Increased cell phone use has led to a rise in the number of distracted drivers, making our roads potentially much more dangerous. In 2009, distracted drivers were responsible for 16 percent of the fatal motor vehicle crashes in the country. (This is the most recent statistics available.)
One solution to address this epidemic is in the form of hands-free phoning devices. The reasoning is that if a driver is not physically holding his or her phone, that person is less distracted and less likely, then, to cause an accident.
This simply is not the case. According to report on distracted driving released earlier this year by the National Safety Council, hands-free devices offer no safety benefit when driving.

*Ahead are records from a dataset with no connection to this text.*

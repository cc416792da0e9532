//! # Filesystem Helpers
//!
//! Tree walking, copying, and atomic file replacement shared by the pipeline.
//!
//! Walks never follow symbolic links, so a link cycle cannot trap them. A
//! symbolic link found inside a tree the pipeline owns is treated as an error
//! rather than silently skipped: the pipeline never creates links, so one
//! showing up means the tree was tampered with.

use std::fs;
use std::io::{self, Write};
use std::path::{Component, Path};

use walkdir::WalkDir;

use crate::error::{DistError, IoResultExt};

/// List every regular file under `root` as a `/`-separated relative path.
///
/// Directories are not listed. The result is sorted.
pub fn walk_files(root: &Path) -> io::Result<Vec<String>> {
    let mut files = Vec::new();
    for entry in WalkDir::new(root).follow_links(false).min_depth(1) {
        let entry = entry?;
        let file_type = entry.file_type();
        if file_type.is_symlink() {
            return Err(io::Error::new(
                io::ErrorKind::InvalidInput,
                format!("symbolic link not supported: {}", entry.path().display()),
            ));
        }
        if file_type.is_file() {
            let rel = entry
                .path()
                .strip_prefix(root)
                .map_err(|e| io::Error::new(io::ErrorKind::Other, e.to_string()))?;
            files.push(to_slash_path(rel)?);
        }
    }
    files.sort();
    Ok(files)
}

/// Render a relative path with `/` separators.
fn to_slash_path(rel: &Path) -> io::Result<String> {
    let mut parts = Vec::new();
    for component in rel.components() {
        match component {
            Component::Normal(part) => parts.push(part.to_str().ok_or_else(|| {
                io::Error::new(
                    io::ErrorKind::InvalidData,
                    format!("non UTF-8 file name: {}", rel.display()),
                )
            })?),
            _ => {
                return Err(io::Error::new(
                    io::ErrorKind::InvalidInput,
                    format!("unexpected path component in {}", rel.display()),
                ))
            }
        }
    }
    Ok(parts.join("/"))
}

/// Recursively copy the contents of `src` into `dst`, creating `dst`.
///
/// Returns the number of files copied.
pub fn copy_tree(src: &Path, dst: &Path) -> Result<usize, DistError> {
    fs::create_dir_all(dst).at("creating", dst)?;
    let mut copied = 0;
    for entry in WalkDir::new(src).follow_links(false).min_depth(1) {
        let entry = entry.map_err(|e| {
            let path = e.path().unwrap_or(src).to_path_buf();
            DistError::io("walking", &path, e.into())
        })?;
        let rel = entry.path().strip_prefix(src).map_err(|e| {
            DistError::io(
                "copying",
                entry.path(),
                io::Error::new(io::ErrorKind::Other, e.to_string()),
            )
        })?;
        let target = dst.join(rel);
        let file_type = entry.file_type();
        if file_type.is_dir() {
            fs::create_dir_all(&target).at("creating", &target)?;
        } else if file_type.is_file() {
            fs::copy(entry.path(), &target).at("copying to", &target)?;
            copied += 1;
        } else {
            return Err(DistError::io(
                "copying",
                entry.path(),
                io::Error::new(io::ErrorKind::InvalidInput, "unsupported file type"),
            ));
        }
    }
    Ok(copied)
}

/// Remove a directory tree, treating "already gone" as success.
pub fn remove_dir_if_exists(path: &Path) -> io::Result<()> {
    match fs::remove_dir_all(path) {
        Ok(()) => Ok(()),
        Err(e) if e.kind() == io::ErrorKind::NotFound => Ok(()),
        Err(e) => Err(e),
    }
}

/// Replace `path` with `bytes` via a sibling temp file and rename.
///
/// Readers observe either the old content or the new content, never a
/// partially written file.
pub fn write_atomic(path: &Path, bytes: &[u8]) -> Result<(), DistError> {
    let parent = path.parent().unwrap_or_else(|| Path::new("."));
    fs::create_dir_all(parent).at("creating", parent)?;
    let mut tmp = tempfile::NamedTempFile::new_in(parent).at("creating temp file in", parent)?;
    tmp.write_all(bytes).at("writing", tmp.path())?;
    tmp.as_file().sync_all().at("syncing", tmp.path())?;
    tmp.persist(path)
        .map_err(|e| DistError::io("replacing", path, e.error))?;
    Ok(())
}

The risks of holding a cell phone while driving are obvious. Drivers can take their eyes off the road or hands off the steering wheel while dialing or looking for their phones. But the biggest danger of talking on the phone while driving does not come from a physical diversion. Cognitive distraction – diverting one’s mental focus away from the road – can be deadly. And such inattention occurs whether the driver is holding a cell phone or using it hands-free.
This has to do with the way our brains work. Our brains aren’t capable of multi-tasking; we can’t really focus on two or more different tasks at the same time. In actuality, our brains switch from task to task, juggling attention between them.
Any Phone Conversations While Driving May Lead to Inattention Blindness
This is key in understanding why hands-free phones don’t eliminate distracting driving. When engaged in a phone conversation while driving, a person’s brain shifts focus between the two tasks, which can lead to “inattention blindness.” This means that the driver may be seeing road conditions through the windshield of a car or truck, but may not be fully processing them. When this happens, a distracted driver speaking on even a hands-free phone may not be aware of a red light, for example, and drive right through it into the cross traffic.
Cell Phones Can Reduce Driving Reaction Times
According to numerous studies, cell phone use can slow a driver’s reaction time to potential accident situations. This gets back to how our brains handle the challenge of managing several tasks. It must process each bit of information associated with each task in a linear fashion before deciding on the proper course of action. Therefore, when someone is both driving and talking on a cell phone, response times to quickly changing roadway situations will be slowed. Again, this applies whether or not the driver is holding the phone. The danger is not the phone. It’s the conversation.
Many people feel that hands-free phoning while driving is safe. Tragically for their victims, these drivers may not realize just how far their attention has drifted until it is too late.